TASK DETAILS:
Go through the data and copy each line that holds "matches".

** RECORDS TO PROCESS follows **

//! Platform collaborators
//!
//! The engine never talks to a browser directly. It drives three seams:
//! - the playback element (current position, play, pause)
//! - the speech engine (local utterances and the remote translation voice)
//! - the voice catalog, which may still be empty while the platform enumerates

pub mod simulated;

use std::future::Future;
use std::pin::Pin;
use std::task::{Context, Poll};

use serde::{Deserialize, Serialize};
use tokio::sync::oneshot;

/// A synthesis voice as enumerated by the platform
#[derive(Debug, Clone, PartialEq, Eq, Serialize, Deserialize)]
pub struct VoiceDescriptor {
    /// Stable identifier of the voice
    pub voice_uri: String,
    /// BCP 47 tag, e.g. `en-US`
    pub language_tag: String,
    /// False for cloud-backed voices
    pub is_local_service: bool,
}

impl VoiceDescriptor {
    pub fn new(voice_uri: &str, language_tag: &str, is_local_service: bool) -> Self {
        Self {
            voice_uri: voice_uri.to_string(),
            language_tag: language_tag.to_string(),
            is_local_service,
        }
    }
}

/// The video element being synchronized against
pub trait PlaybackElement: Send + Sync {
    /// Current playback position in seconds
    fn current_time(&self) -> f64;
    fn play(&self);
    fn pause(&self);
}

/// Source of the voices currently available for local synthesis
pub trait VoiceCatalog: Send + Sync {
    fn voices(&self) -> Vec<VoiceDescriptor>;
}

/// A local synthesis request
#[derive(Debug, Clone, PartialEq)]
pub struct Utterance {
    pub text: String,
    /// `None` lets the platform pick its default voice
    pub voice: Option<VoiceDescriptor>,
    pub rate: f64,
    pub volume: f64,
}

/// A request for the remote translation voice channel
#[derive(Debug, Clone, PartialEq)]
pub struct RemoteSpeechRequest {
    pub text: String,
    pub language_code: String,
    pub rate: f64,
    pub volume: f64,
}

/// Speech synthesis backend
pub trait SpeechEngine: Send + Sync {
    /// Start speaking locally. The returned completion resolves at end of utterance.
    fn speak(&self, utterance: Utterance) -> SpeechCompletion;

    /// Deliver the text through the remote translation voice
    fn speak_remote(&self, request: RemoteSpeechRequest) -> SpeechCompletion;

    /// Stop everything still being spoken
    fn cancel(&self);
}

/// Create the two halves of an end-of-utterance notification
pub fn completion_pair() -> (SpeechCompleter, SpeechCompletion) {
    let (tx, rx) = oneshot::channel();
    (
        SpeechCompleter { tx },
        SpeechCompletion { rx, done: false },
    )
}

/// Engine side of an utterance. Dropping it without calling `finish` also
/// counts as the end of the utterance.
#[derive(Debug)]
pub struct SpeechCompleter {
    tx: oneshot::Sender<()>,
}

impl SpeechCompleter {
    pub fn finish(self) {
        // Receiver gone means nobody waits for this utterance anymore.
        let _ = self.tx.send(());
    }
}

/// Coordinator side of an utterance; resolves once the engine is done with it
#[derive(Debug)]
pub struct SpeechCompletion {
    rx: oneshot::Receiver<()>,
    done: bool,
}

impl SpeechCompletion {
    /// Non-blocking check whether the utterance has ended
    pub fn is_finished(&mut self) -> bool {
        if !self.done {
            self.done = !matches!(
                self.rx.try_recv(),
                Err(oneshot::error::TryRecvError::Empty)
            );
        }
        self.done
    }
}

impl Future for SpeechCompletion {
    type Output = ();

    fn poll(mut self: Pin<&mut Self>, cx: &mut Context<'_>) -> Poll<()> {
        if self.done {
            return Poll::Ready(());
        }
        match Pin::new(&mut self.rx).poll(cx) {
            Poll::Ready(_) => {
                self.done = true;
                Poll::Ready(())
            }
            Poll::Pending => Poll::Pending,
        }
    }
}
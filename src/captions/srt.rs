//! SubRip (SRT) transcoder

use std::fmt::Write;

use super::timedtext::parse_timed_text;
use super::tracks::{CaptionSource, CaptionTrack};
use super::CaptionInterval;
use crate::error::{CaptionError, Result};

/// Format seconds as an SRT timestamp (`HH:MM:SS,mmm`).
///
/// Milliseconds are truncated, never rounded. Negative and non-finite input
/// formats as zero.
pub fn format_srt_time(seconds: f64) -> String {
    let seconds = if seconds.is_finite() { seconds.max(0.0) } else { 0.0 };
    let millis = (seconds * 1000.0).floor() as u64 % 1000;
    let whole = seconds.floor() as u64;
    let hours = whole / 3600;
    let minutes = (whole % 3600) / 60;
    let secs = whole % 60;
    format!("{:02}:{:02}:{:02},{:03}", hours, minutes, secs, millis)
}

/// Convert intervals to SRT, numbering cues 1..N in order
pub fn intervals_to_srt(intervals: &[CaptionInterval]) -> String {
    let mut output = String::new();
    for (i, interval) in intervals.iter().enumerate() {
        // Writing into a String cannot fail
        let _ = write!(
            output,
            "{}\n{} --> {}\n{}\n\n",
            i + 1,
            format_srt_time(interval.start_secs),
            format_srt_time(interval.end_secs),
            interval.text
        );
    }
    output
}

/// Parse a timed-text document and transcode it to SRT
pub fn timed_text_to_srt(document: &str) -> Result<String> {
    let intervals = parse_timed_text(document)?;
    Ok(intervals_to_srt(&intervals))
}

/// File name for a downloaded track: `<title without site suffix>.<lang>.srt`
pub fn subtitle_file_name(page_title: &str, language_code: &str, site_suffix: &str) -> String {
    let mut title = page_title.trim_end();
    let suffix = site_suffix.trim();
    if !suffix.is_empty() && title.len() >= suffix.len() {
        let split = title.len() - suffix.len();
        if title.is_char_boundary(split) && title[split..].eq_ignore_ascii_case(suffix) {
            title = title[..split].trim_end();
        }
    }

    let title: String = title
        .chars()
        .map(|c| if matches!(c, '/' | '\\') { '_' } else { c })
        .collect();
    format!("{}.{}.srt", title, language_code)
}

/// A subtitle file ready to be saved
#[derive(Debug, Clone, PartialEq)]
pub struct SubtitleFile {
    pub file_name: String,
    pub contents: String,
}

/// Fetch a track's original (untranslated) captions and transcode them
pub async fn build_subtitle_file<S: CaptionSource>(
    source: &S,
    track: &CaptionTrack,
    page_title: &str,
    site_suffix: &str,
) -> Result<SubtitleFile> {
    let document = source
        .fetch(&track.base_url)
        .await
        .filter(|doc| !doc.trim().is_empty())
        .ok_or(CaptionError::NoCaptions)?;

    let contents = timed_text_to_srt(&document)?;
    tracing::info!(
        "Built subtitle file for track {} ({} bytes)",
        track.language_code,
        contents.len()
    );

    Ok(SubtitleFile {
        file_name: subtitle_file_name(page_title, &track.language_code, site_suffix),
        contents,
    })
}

** End of RECORDS TO PROCESS **

ANSWER AREA:
            self.done = !matches!(
        .map(|c| if matches!(c, '/' | '\\') { '_' } else { c })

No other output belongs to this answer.